Jeux de rôles : les mondes imbriqués

Par rapport au cinéma, à la littérature où aux jeux vidéo, le jeu de rôle entretient un rapport différent à la diégèse. Deux niveaux de réalité y sont imbriqués de manière aussi indissociable que les deux faces d’une même pièce.

JdR théorie meta

Le jeu de rôle sur table est une expérience particulière, qui fait coïncider en continu plusieurs niveaux de réalité. Le Meneur de jeu comme les joueurs interviennent en même temps à l’intérieur et à l’extérieur de la fiction. C’est ce qu’on appelle l’intra et l’extradiégétique, ce qui relève ou non de la diégèse : la chose racontée. Concrètement l’univers d’une œuvre, son histoire, ses personnages, la réalité qui est la leur sont des éléments intradiégétiques; au contraire les mécanismes de la narration, son format et la fiction en tant que telle sont des éléments extradiégétiques.


Croire à l’illusion

Toute fiction est une illusion qui cherche à faire croire en elle. C’est pourquoi l’écrasante majorité des œuvres se limite au niveau purement intradiégétique, à ce qui se passe dans l’univers du récit. S’assumer comme une non-réalité face à un spectateur ancré physiquement et mentalement dans le monde réel (et donc potentiellement distrait par mille stimuli qui l’extrairont de la fiction), briser le « quatrième mur », c’est prendre le risque de casser l’engagement du spectateur vis-a-vis du récit et de ses enjeux. Pour le dire plus simplement, le spectateur ne sera « plus dedans » et du devenir de l’histoire il n’aura plus rien à cirer car il aura été éjecté du monde de la fiction. (C’est le principe du cinéma-popcorn qui se regarde en rigolant et en discutant du film avec ses amis, sans y croire une seconde. Ce qui, dans le cas des films d’horreur, les rend parfois plus faciles à regarder qu’on s’en détache franchement.)
Dans un film, l’individu à l’écran doit être identifié comme personnage et non comme acteur. Tout le talent d’un bon comédien (fut-il célèbre) est de faire oublier qu’il est, justement, un comédien. Le mauvais acteur ruinera la fiction en laissant apparaître les ficelles du récit, ce qui amènera le spectateur à une prise de distance instinctive avec l’ensemble de l’œuvre aussi sûrement qu’une faute d’orthographe dans un roman. A la fin de The dark knight rises1, le décès ridicule du personnage de Marion Cotillard fut salué par une salve d’applaudissements dans ma salle de cinéma, rappelant à tous l’illusion du cinéma. En un instant, la piètre performance de l’actrice détruisit toute la tension dramatique accumulée, et le climax final s’effondra dans les éclats de rire.
De nombreuses œuvres ont pu jouer avec ce principe et briser à dessein le « quatrième mur » dans un objectif stylistique ou pour faire passer un message. Dans le Fight Club2 de David Fincher, c’est au moment où Tyler s’adresse au public face à la caméra pour une tirade dont il a le secret que vacille l’illusion. Alors qu’il nous assène directement sa vision du monde, la vibration de l’image laisse apparaître brièvement la pellicule sur le bord de l’écran. À ce moment, Fight Club réussit le tour de force paradoxal de s’adresser à nous en tant que spectateurs pour nous engager personnellement dans son message nihiliste… tout en s’assumant comme une fiction ! Puis, Tyler retourne à ses occupations. L’image se stabilise et l’illusion reprend le dessus.

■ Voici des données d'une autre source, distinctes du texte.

//! # Customer Repository
//!
//! Credit-account customers. Names are stored upper-case and unique without
//! regard to case (`UNIQUE ... COLLATE NOCASE`).

use chrono::{DateTime, Utc};
use sqlx::{SqliteConnection, SqlitePool};
use tracing::debug;

use crate::error::{DbError, DbResult};
use till_core::validation::validate_customer_name;
use till_core::{normalize_customer_name, Customer};

#[derive(Debug, sqlx::FromRow)]
struct CustomerRow {
    id: String,
    name: String,
    phone: String,
    created_at: DateTime<Utc>,
    updated_at: DateTime<Utc>,
}

impl From<CustomerRow> for Customer {
    fn from(row: CustomerRow) -> Self {
        Customer {
            id: row.id,
            name: row.name,
            phone: row.phone,
            created_at: row.created_at,
            updated_at: row.updated_at,
        }
    }
}

#[derive(Debug, Clone)]
pub struct CustomerRepository {
    pool: SqlitePool,
}

impl CustomerRepository {
    pub fn new(pool: SqlitePool) -> Self {
        CustomerRepository { pool }
    }

    /// Inserts a customer.
    ///
    /// ## Errors
    /// * `UniqueViolation` - a customer with the same name (any case) exists
    pub async fn insert(&self, customer: &Customer) -> DbResult<Customer> {
        let mut conn = self.pool.acquire().await?;
        insert_customer(&mut conn, customer).await?;
        Ok(customer.clone())
    }

    pub async fn get_by_id(&self, id: &str) -> DbResult<Option<Customer>> {
        let row: Option<CustomerRow> =
            sqlx::query_as("SELECT id, name, phone, created_at, updated_at FROM customers WHERE id = ?1")
                .bind(id)
                .fetch_optional(&self.pool)
                .await?;
        Ok(row.map(Customer::from))
    }

    /// Case-insensitive lookup by name.
    pub async fn find_by_name(&self, name: &str) -> DbResult<Option<Customer>> {
        let mut conn = self.pool.acquire().await?;
        find_by_name(&mut conn, name).await
    }

    /// Customers whose name contains `fragment`, for the credit picker.
    pub async fn list(&self, fragment: &str, limit: u32) -> DbResult<Vec<Customer>> {
        let pattern = format!("%{}%", normalize_customer_name(fragment));
        let rows: Vec<CustomerRow> = sqlx::query_as(
            "SELECT id, name, phone, created_at, updated_at FROM customers \
             WHERE name LIKE ?1 ORDER BY name LIMIT ?2",
        )
        .bind(&pattern)
        .bind(i64::from(limit))
        .fetch_all(&self.pool)
        .await?;
        Ok(rows.into_iter().map(Customer::from).collect())
    }
}

// =============================================================================
// Connection-scoped helpers
// =============================================================================

pub(crate) async fn find_by_name(conn: &mut SqliteConnection, name: &str) -> DbResult<Option<Customer>> {
    let name = normalize_customer_name(name);
    if name.is_empty() {
        return Ok(None);
    }
    let row: Option<CustomerRow> = sqlx::query_as(
        "SELECT id, name, phone, created_at, updated_at FROM customers WHERE name = ?1 COLLATE NOCASE",
    )
    .bind(&name)
    .fetch_optional(&mut *conn)
    .await?;
    Ok(row.map(Customer::from))
}

pub(crate) async fn insert_customer(conn: &mut SqliteConnection, customer: &Customer) -> DbResult<()> {
    validate_customer_name(&customer.name)?;
    debug!(id = %customer.id, name = %customer.name, "Inserting customer");

    sqlx::query("INSERT INTO customers (id, name, phone, created_at, updated_at) VALUES (?1, ?2, ?3, ?4, ?5)")
        .bind(&customer.id)
        .bind(normalize_customer_name(&customer.name))
        .bind(&customer.phone)
        .bind(customer.created_at)
        .bind(customer.updated_at)
        .execute(&mut *conn)
        .await
        .map_err(|e| match DbError::from(e) {
            DbError::UniqueViolation { field, .. } if field.contains("name") => {
                DbError::duplicate("customer name", customer.name.clone())
            }
            other => other,
        })?;

    Ok(())
}
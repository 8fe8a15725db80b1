//! # Domain Types
//!
//! Core domain types used throughout Till POS.
//!
//! ## Type Hierarchy
//! ```text
//! ┌─────────────────────────────────────────────────────────────────────────┐
//! │                         Domain Types                                    │
//! │                                                                         │
//! │  ┌─────────────────┐   ┌─────────────────┐   ┌─────────────────┐       │
//! │  │    Product      │   │      Sale       │   │  PaymentSplit   │       │
//! │  │  ─────────────  │   │  ─────────────  │   │  ─────────────  │       │
//! │  │  id (UUID)      │   │  id (UUID)      │   │  method         │       │
//! │  │  price / Kg     │──►│  items[]        │   │  amount         │       │
//! │  │  cost_price     │   │  payment_splits │◄──│                 │       │
//! │  │  stock + unit   │   │  credit / paid  │   └─────────────────┘       │
//! │  └─────────────────┘   └─────────────────┘                              │
//! │          │ snapshot            ▲                                        │
//! │          ▼                     │                                        │
//! │  ┌─────────────────┐   ┌─────────────────┐   ┌─────────────────┐       │
//! │  │  SaleLineItem   │───┘ Customer        │   │ BusinessProfile │       │
//! │  │  name, price,   │   │  (credit sales) │   │  (ticket data)  │       │
//! │  │  cost frozen    │   └─────────────────┘   └─────────────────┘       │
//! │  └─────────────────┘                                                    │
//! └─────────────────────────────────────────────────────────────────────────┘
//! ```
//!
//! Ledger types (`DailyCash`, `DailyCashMovement`) live in [`crate::ledger`].

use chrono::{DateTime, Utc};
use serde::{Deserialize, Serialize};
use std::fmt;
use std::str::FromStr;
use ts_rs::TS;

use crate::error::ValidationError;
use crate::money::Money;
use crate::pricing;
use crate::units::Unit;

// =============================================================================
// Product
// =============================================================================

/// A product available for sale.
///
/// `price` and `cost_price` are quoted per major unit of the product's
/// family: per Kg for mass, per L for volume, per item for discrete units.
/// `stock` is expressed in `unit`.
#[derive(Debug, Clone, PartialEq, Serialize, Deserialize, TS)]
#[ts(export)]
#[serde(rename_all = "camelCase")]
pub struct Product {
    /// Unique identifier (UUID v4).
    pub id: String,

    /// Display name shown to cashier and on the ticket.
    pub name: String,

    /// Selling price per major unit.
    pub price: Money,

    /// Purchase cost per major unit (for profit).
    pub cost_price: Money,

    /// Quantity on hand, in `unit`. Never negative after a commit.
    pub stock: f64,

    pub unit: Unit,

    pub barcode: Option<String>,

    /// Free-form category tags.
    pub categories: Vec<String>,

    #[ts(as = "String")]
    pub created_at: DateTime<Utc>,

    #[ts(as = "String")]
    pub updated_at: DateTime<Utc>,
}

impl Product {
    /// Builds a new product with a fresh id and timestamps.
    pub fn new(name: impl Into<String>, price: Money, cost_price: Money, stock: f64, unit: Unit) -> Self {
        let now = Utc::now();
        Product {
            id: uuid::Uuid::new_v4().to_string(),
            name: name.into(),
            price,
            cost_price,
            stock,
            unit,
            barcode: None,
            categories: Vec::new(),
            created_at: now,
            updated_at: now,
        }
    }

    pub fn with_barcode(mut self, barcode: impl Into<String>) -> Self {
        self.barcode = Some(barcode.into());
        self
    }

    pub fn with_categories(mut self, categories: Vec<String>) -> Self {
        self.categories = categories;
        self
    }

    pub fn is_out_of_stock(&self) -> bool {
        self.stock <= 0.0
    }
}

// =============================================================================
// Sale Line Item
// =============================================================================

/// A line on a sale.
///
/// Uses the snapshot pattern: name, price and cost are frozen when the
/// product is added, so later product edits never rewrite history. Only
/// `quantity` and `unit` change while the sale is a draft.
#[derive(Debug, Clone, PartialEq, Serialize, Deserialize, TS)]
#[ts(export)]
#[serde(rename_all = "camelCase")]
pub struct SaleLineItem {
    pub product_id: String,
    /// Product name at time of sale (frozen).
    pub name: String,
    /// Price per major unit at time of sale (frozen).
    pub unit_price: Money,
    /// Cost per major unit at time of sale (frozen).
    pub unit_cost: Money,
    pub quantity: f64,
    pub unit: Unit,
    /// Promotion discount, shown on the ticket only.
    pub discount_pct: Option<f64>,
}

impl SaleLineItem {
    /// Snapshots `product` into a new line item.
    pub fn from_product(product: &Product, quantity: f64, unit: Unit) -> Self {
        SaleLineItem {
            product_id: product.id.clone(),
            name: product.name.clone(),
            unit_price: product.price,
            unit_cost: product.cost_price,
            quantity,
            unit,
            discount_pct: None,
        }
    }

    pub fn with_discount(mut self, discount_pct: f64) -> Self {
        self.discount_pct = Some(discount_pct);
        self
    }

    /// Line total (price × quantity in major units).
    #[inline]
    pub fn line_total(&self) -> Money {
        pricing::line_total(self.unit_price, self.quantity, self.unit)
    }

    #[inline]
    pub fn line_cost(&self) -> Money {
        pricing::line_total(self.unit_cost, self.quantity, self.unit)
    }

    #[inline]
    pub fn line_profit(&self) -> Money {
        pricing::line_profit(self.unit_price, self.unit_cost, self.quantity, self.unit)
    }
}

// =============================================================================
// Payment Method
// =============================================================================

#[cfg_attr(feature = "sqlx", derive(sqlx::Type))]
#[cfg_attr(feature = "sqlx", sqlx(rename_all = "snake_case"))]
#[derive(Debug, Clone, Copy, PartialEq, Eq, Hash, Serialize, Deserialize, TS)]
#[ts(export)]
#[serde(rename_all = "snake_case")]
pub enum PaymentMethod {
    /// Physical cash.
    Cash,
    /// Bank transfer.
    Transfer,
    /// Card on an external terminal.
    Card,
}

impl PaymentMethod {
    /// Every method, in the order new splits pick them.
    pub const ALL: [PaymentMethod; 3] = [
        PaymentMethod::Cash,
        PaymentMethod::Transfer,
        PaymentMethod::Card,
    ];

    pub const fn as_str(&self) -> &'static str {
        match self {
            PaymentMethod::Cash => "cash",
            PaymentMethod::Transfer => "transfer",
            PaymentMethod::Card => "card",
        }
    }
}

impl fmt::Display for PaymentMethod {
    fn fmt(&self, f: &mut fmt::Formatter<'_>) -> fmt::Result {
        let label = match self {
            PaymentMethod::Cash => "Cash",
            PaymentMethod::Transfer => "Transfer",
            PaymentMethod::Card => "Card",
        };
        f.write_str(label)
    }
}

impl FromStr for PaymentMethod {
    type Err = ValidationError;

    fn from_str(s: &str) -> Result<Self, Self::Err> {
        match s.trim().to_lowercase().as_str() {
            "cash" => Ok(PaymentMethod::Cash),
            "transfer" => Ok(PaymentMethod::Transfer),
            "card" => Ok(PaymentMethod::Card),
            other => Err(ValidationError::InvalidFormat {
                field: "payment method".to_string(),
                reason: format!("unknown method '{}'", other),
            }),
        }
    }
}

/// Amount paid with one method.
#[derive(Debug, Clone, Copy, PartialEq, Eq, Serialize, Deserialize, TS)]
#[ts(export)]
pub struct PaymentSplit {
    pub method: PaymentMethod,
    pub amount: Money,
}

impl PaymentSplit {
    pub const fn new(method: PaymentMethod, amount: Money) -> Self {
        PaymentSplit { method, amount }
    }
}

// =============================================================================
// Sale
// =============================================================================

/// A finalized sale.
///
/// Created once by the checkout; deletable, never edited.
///
/// ## Invariants
/// - Non-credit: `payment_splits` add up exactly to `total`, `paid == true`
/// - Credit: `payment_splits` is empty, `paid == false`
#[derive(Debug, Clone, PartialEq, Serialize, Deserialize, TS)]
#[ts(export)]
#[serde(rename_all = "camelCase")]
pub struct Sale {
    pub id: String,
    pub items: Vec<SaleLineItem>,
    pub payment_splits: Vec<PaymentSplit>,
    pub total: Money,
    /// Non-product charge included in `total`.
    pub manual_amount: Option<Money>,
    #[ts(as = "String")]
    pub date: DateTime<Utc>,
    pub credit: bool,
    pub paid: bool,
    pub customer_id: Option<String>,
    pub customer_name: String,
    pub customer_phone: String,
    pub barcode: Option<String>,
}

// =============================================================================
// Customer
// =============================================================================

/// A customer holding an account for credit sales.
#[derive(Debug, Clone, PartialEq, Serialize, Deserialize, TS)]
#[ts(export)]
#[serde(rename_all = "camelCase")]
pub struct Customer {
    pub id: String,
    /// Canonical upper-case name.
    pub name: String,
    pub phone: String,
    #[ts(as = "String")]
    pub created_at: DateTime<Utc>,
    #[ts(as = "String")]
    pub updated_at: DateTime<Utc>,
}

impl Customer {
    /// Creates a customer with a name-derived id.
    ///
    /// ## Id Format
    /// ```text
    /// "  Ana  María " ──► name "ANA  MARÍA" ──► id "ANA-MARA-" + last 5 digits of epoch ms
    /// ```
    pub fn new(name: &str, phone: &str, now: DateTime<Utc>) -> Self {
        let name = normalize_customer_name(name);
        Customer {
            id: customer_id_for(&name, now),
            name,
            phone: phone.trim().to_string(),
            created_at: now,
            updated_at: now,
        }
    }
}

/// Canonical form of a customer name: trimmed and upper-cased.
pub fn normalize_customer_name(name: &str) -> String {
    name.trim().to_uppercase()
}

/// Builds a customer id from a normalized name and a timestamp.
pub fn customer_id_for(normalized_name: &str, now: DateTime<Utc>) -> String {
    let slug: String = normalized_name
        .split_whitespace()
        .collect::<Vec<_>>()
        .join("-")
        .chars()
        .filter(|c| c.is_ascii_alphanumeric() || *c == '-')
        .collect();
    let millis = now.timestamp_millis().rem_euclid(100_000);
    format!("{}-{:05}", slug, millis)
}

// =============================================================================
// Business Profile
// =============================================================================

/// Store data printed on tickets.
#[derive(Debug, Clone, PartialEq, Eq, Serialize, Deserialize, TS)]
#[ts(export)]
#[serde(rename_all = "camelCase")]
pub struct BusinessProfile {
    pub name: String,
    pub address: String,
    pub tax_id: String,
    pub phone: String,
}

impl Default for BusinessProfile {
    fn default() -> Self {
        BusinessProfile {
            name: "Till Store".to_string(),
            address: String::new(),
            tax_id: String::new(),
            phone: String::new(),
        }
    }
}

// =============================================================================
// Unit Tests
// =============================================================================

#[cfg(test)]
mod tests {
    use super::*;
    use chrono::TimeZone;

    fn cheese() -> Product {
        Product::new(
            "Queso",
            Money::from_cents(10000),
            Money::from_cents(6000),
            5.0,
            Unit::Kilogram,
        )
    }

    #[test]
    fn test_line_item_snapshots_product() {
        let mut product = cheese();
        let item = SaleLineItem::from_product(&product, 2000.0, Unit::Gram);

        product.price = Money::from_cents(99999);
        product.name = "Renamed".to_string();

        assert_eq!(item.name, "Queso");
        assert_eq!(item.unit_price.cents(), 10000);
        assert_eq!(item.line_total().cents(), 20000);
        assert_eq!(item.line_profit().cents(), 8000);
        assert_eq!(item.line_cost().cents(), 12000);
    }

    #[test]
    fn test_payment_method_parse() {
        assert_eq!("Cash".parse::<PaymentMethod>().unwrap(), PaymentMethod::Cash);
        assert_eq!("card".parse::<PaymentMethod>().unwrap(), PaymentMethod::Card);
        assert!("cheque".parse::<PaymentMethod>().is_err());
        assert_eq!(PaymentMethod::Transfer.as_str(), "transfer");
    }

    #[test]
    fn test_customer_id_format() {
        let now = Utc.timestamp_millis_opt(1_700_000_012_345).unwrap();
        let customer = Customer::new("  ana  maria ", "555-1234", now);

        assert_eq!(customer.name, "ANA  MARIA");
        assert_eq!(customer.id, "ANA-MARIA-12345");
        assert_eq!(customer.phone, "555-1234");
    }

    #[test]
    fn test_customer_id_pads_suffix() {
        let now = Utc.timestamp_millis_opt(1_700_000_000_042).unwrap();
        assert_eq!(customer_id_for("JOSE", now), "JOSE-00042");
    }
}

Pour ne pas se tirer une balle dans le pied, les œuvres qui décident de jouer sur les différents niveaux de diégétique se condamnent à l’excellence (comme c’est le cas de Fight Club). Mais ces exemples restent tout de même très minoritaires, et l’essentiel des univers de fiction cherchent à nous plonger dans leur réalité propre. Et tous les moyens sont bons ! Salles obscures, bandes sonores de romans et bientôt casques de réalité augmentée pour les jeux vidéo; l’illusion se perfectionne pour atteindre une crédibilité jamais égalée, favorisant ainsi la sacro-sainte immersion.

Le cas des jeux de rôle

Le jeu de rôle « papier » est un jeu de société narratif qui se pratique à plusieurs. Et comme la présentation détaillée du concept n’est pas le sujet du présent article, je vous renvoie si vous ne connaissez pas, vers cette belle vidéo de présentation de JdRTV.
Reprenons. Par rapport au cinéma, à la littérature où aux jeux vidéo, le jeu de rôle entretient un rapport différent à la diégèse. Deux niveaux de réalité (minimum) y sont imbriqués de manière aussi indissociable que les deux faces d’une même pièce. L’un et l’autre cohabitent tout au long de la partie.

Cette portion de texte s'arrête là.